■ What the exercise asks ■
Return all the lines below in which the string "core" appears.
(Provided material)
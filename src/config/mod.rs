pub mod cli;

use crate::core::analysis::DEFAULT_TABLE_NAME;
use crate::core::http::RetryPolicy;
use crate::core::ConfigProvider;
use crate::utils::error::{EtlError, Result};
use crate::utils::validation::{self, Validate};
use regex::Regex;
use serde::{Deserialize, Serialize};
use std::path::Path;
use std::sync::LazyLock;
use std::time::Duration;

pub const DEFAULT_CONFIG_PATH: &str = "etl-config.toml";

static ENV_VAR: LazyLock<Regex> =
    LazyLock::new(|| Regex::new(r"\$\{([^}]+)\}").expect("valid env var regex"));

#[derive(Debug, Clone, Serialize, Deserialize)]
pub struct EtlConfig {
    pub faker: FakerConfig,
    pub http: Option<HttpConfig>,
    pub analysis: Option<AnalysisConfig>,
}

#[derive(Debug, Clone, Serialize, Deserialize)]
pub struct FakerConfig {
    pub base_url: String,
    pub import_data_size: u64,
    pub date_interval: u32,
    pub rate_limit_sleep_time: f64,
    pub start_date: String,
}

#[derive(Debug, Clone, Default, Serialize, Deserialize)]
pub struct HttpConfig {
    pub timeout_seconds: Option<u64>,
    pub retry_attempts: Option<u32>,
    pub retry_delay_seconds: Option<f64>,
}

#[derive(Debug, Clone, Default, Serialize, Deserialize)]
pub struct AnalysisConfig {
    pub table_name: Option<String>,
}

impl EtlConfig {
    /// 從 TOML 檔案載入配置
    pub fn from_file<P: AsRef<Path>>(path: P) -> Result<Self> {
        let content = std::fs::read_to_string(&path).map_err(EtlError::IoError)?;
        Self::from_toml_str(&content)
    }

    /// 從 TOML 字串解析配置
    pub fn from_toml_str(content: &str) -> Result<Self> {
        let processed_content = Self::substitute_env_vars(content);

        toml::from_str(&processed_content).map_err(|e| EtlError::ConfigValidationError {
            field: "toml_parsing".to_string(),
            message: format!("TOML parsing error: {}", e),
        })
    }

    /// 替換環境變數 (例如 ${FAKER_BASE_URL})；未設定的變數保持原樣
    fn substitute_env_vars(content: &str) -> String {
        ENV_VAR
            .replace_all(content, |caps: &regex::Captures| {
                let var_name = &caps[1];
                std::env::var(var_name).unwrap_or_else(|_| format!("${{{}}}", var_name))
            })
            .into_owned()
    }

    pub fn request_timeout(&self) -> Duration {
        let seconds = self
            .http
            .as_ref()
            .and_then(|h| h.timeout_seconds)
            .unwrap_or(30);
        Duration::from_secs(seconds)
    }

    pub fn retry_policy(&self) -> RetryPolicy {
        let defaults = RetryPolicy::default();
        let http = self.http.clone().unwrap_or_default();
        RetryPolicy {
            max_retries: http.retry_attempts.unwrap_or(defaults.max_retries),
            delay: http
                .retry_delay_seconds
                .and_then(|seconds| Duration::try_from_secs_f64(seconds).ok())
                .unwrap_or(defaults.delay),
        }
    }

    pub fn rate_limit(&self) -> Duration {
        Duration::try_from_secs_f64(self.faker.rate_limit_sleep_time).unwrap_or_default()
    }

    pub fn table_name(&self) -> &str {
        self.analysis
            .as_ref()
            .and_then(|a| a.table_name.as_deref())
            .unwrap_or(DEFAULT_TABLE_NAME)
    }

    /// 驗證配置的合理性
    pub fn validate_config(&self) -> Result<()> {
        validation::validate_url("faker.base_url", &self.faker.base_url)?;
        validation::validate_positive_number(
            "faker.import_data_size",
            self.faker.import_data_size,
            1,
        )?;
        validation::validate_positive_number(
            "faker.date_interval",
            u64::from(self.faker.date_interval),
            1,
        )?;
        validation::validate_non_negative_seconds(
            "faker.rate_limit_sleep_time",
            self.faker.rate_limit_sleep_time,
        )?;
        validation::validate_date("faker.start_date", &self.faker.start_date)?;

        if let Some(http) = &self.http {
            if let Some(timeout) = http.timeout_seconds {
                validation::validate_positive_number("http.timeout_seconds", timeout, 1)?;
            }
            if let Some(delay) = http.retry_delay_seconds {
                validation::validate_non_negative_seconds("http.retry_delay_seconds", delay)?;
            }
        }

        validation::validate_non_empty_string("analysis.table_name", self.table_name())?;

        Ok(())
    }
}

impl ConfigProvider for EtlConfig {
    fn base_url(&self) -> &str {
        &self.faker.base_url
    }

    fn import_data_size(&self) -> u64 {
        self.faker.import_data_size
    }

    fn date_interval(&self) -> u32 {
        self.faker.date_interval
    }

    fn start_date(&self) -> &str {
        &self.faker.start_date
    }
}

impl Validate for EtlConfig {
    fn validate(&self) -> Result<()> {
        self.validate_config()
    }
}

#[cfg(test)]
mod tests {
    use super::*;
    use std::io::Write;
    use tempfile::NamedTempFile;

    const BASIC_CONFIG: &str = r#"
[faker]
base_url = "https://fakerapi.it/api/v2"
import_data_size = 30000
date_interval = 365
rate_limit_sleep_time = 0.5
start_date = "1900-01-01"
"#;

    #[test]
    fn test_parse_basic_toml_config() {
        let config = EtlConfig::from_toml_str(BASIC_CONFIG).unwrap();

        assert_eq!(config.faker.import_data_size, 30000);
        assert_eq!(config.date_interval(), 365);
        assert_eq!(config.start_date(), "1900-01-01");
        assert_eq!(config.persons_url(), "https://fakerapi.it/api/v2/persons");
        assert_eq!(config.rate_limit(), Duration::from_millis(500));
        assert!(config.validate().is_ok());
    }

    #[test]
    fn test_defaults_for_optional_sections() {
        let config = EtlConfig::from_toml_str(BASIC_CONFIG).unwrap();

        assert_eq!(config.request_timeout(), Duration::from_secs(30));
        assert_eq!(config.retry_policy(), RetryPolicy::default());
        assert_eq!(config.table_name(), "df_anonymized_persons");
    }

    #[test]
    fn test_optional_sections_override_defaults() {
        let content = format!(
            "{}\n[http]\ntimeout_seconds = 5\nretry_attempts = 1\nretry_delay_seconds = 0.25\n\n[analysis]\ntable_name = \"persons\"\n",
            BASIC_CONFIG
        );
        let config = EtlConfig::from_toml_str(&content).unwrap();

        assert_eq!(config.request_timeout(), Duration::from_secs(5));
        assert_eq!(
            config.retry_policy(),
            RetryPolicy {
                max_retries: 1,
                delay: Duration::from_millis(250),
            }
        );
        assert_eq!(config.table_name(), "persons");
    }

    #[test]
    fn test_env_var_substitution() {
        std::env::set_var("PERSONS_ETL_TEST_BASE_URL", "https://faker.test/api");

        let content = BASIC_CONFIG.replace(
            "https://fakerapi.it/api/v2",
            "${PERSONS_ETL_TEST_BASE_URL}",
        );
        let config = EtlConfig::from_toml_str(&content).unwrap();
        assert_eq!(config.faker.base_url, "https://faker.test/api");

        std::env::remove_var("PERSONS_ETL_TEST_BASE_URL");
    }

    #[test]
    fn test_config_validation() {
        let invalid_url = BASIC_CONFIG.replace("https://fakerapi.it/api/v2", "invalid-url");
        assert!(EtlConfig::from_toml_str(&invalid_url).unwrap().validate().is_err());

        let zero_interval = BASIC_CONFIG.replace("date_interval = 365", "date_interval = 0");
        assert!(EtlConfig::from_toml_str(&zero_interval).unwrap().validate().is_err());

        let bad_date = BASIC_CONFIG.replace("1900-01-01", "01/01/1900");
        assert!(EtlConfig::from_toml_str(&bad_date).unwrap().validate().is_err());

        let negative_sleep =
            BASIC_CONFIG.replace("rate_limit_sleep_time = 0.5", "rate_limit_sleep_time = -1.0");
        assert!(EtlConfig::from_toml_str(&negative_sleep).unwrap().validate().is_err());
    }

    #[test]
    fn test_missing_required_field_fails_to_parse() {
        let content = BASIC_CONFIG.replace("import_data_size = 30000\n", "");
        assert!(matches!(
            EtlConfig::from_toml_str(&content),
            Err(EtlError::ConfigValidationError { .. })
        ));
    }

    #[test]
    fn test_config_from_file() {
        let mut temp_file = NamedTempFile::new().unwrap();
        temp_file.write_all(BASIC_CONFIG.as_bytes()).unwrap();

        let config = EtlConfig::from_file(temp_file.path()).unwrap();
        assert_eq!(config.faker.base_url, "https://fakerapi.it/api/v2");
    }
}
(End Provided material)
■ Finished exercise ■
use crate::core::analysis::DEFAULT_TABLE_NAME;
use crate::core::http::RetryPolicy;
use crate::core::ConfigProvider;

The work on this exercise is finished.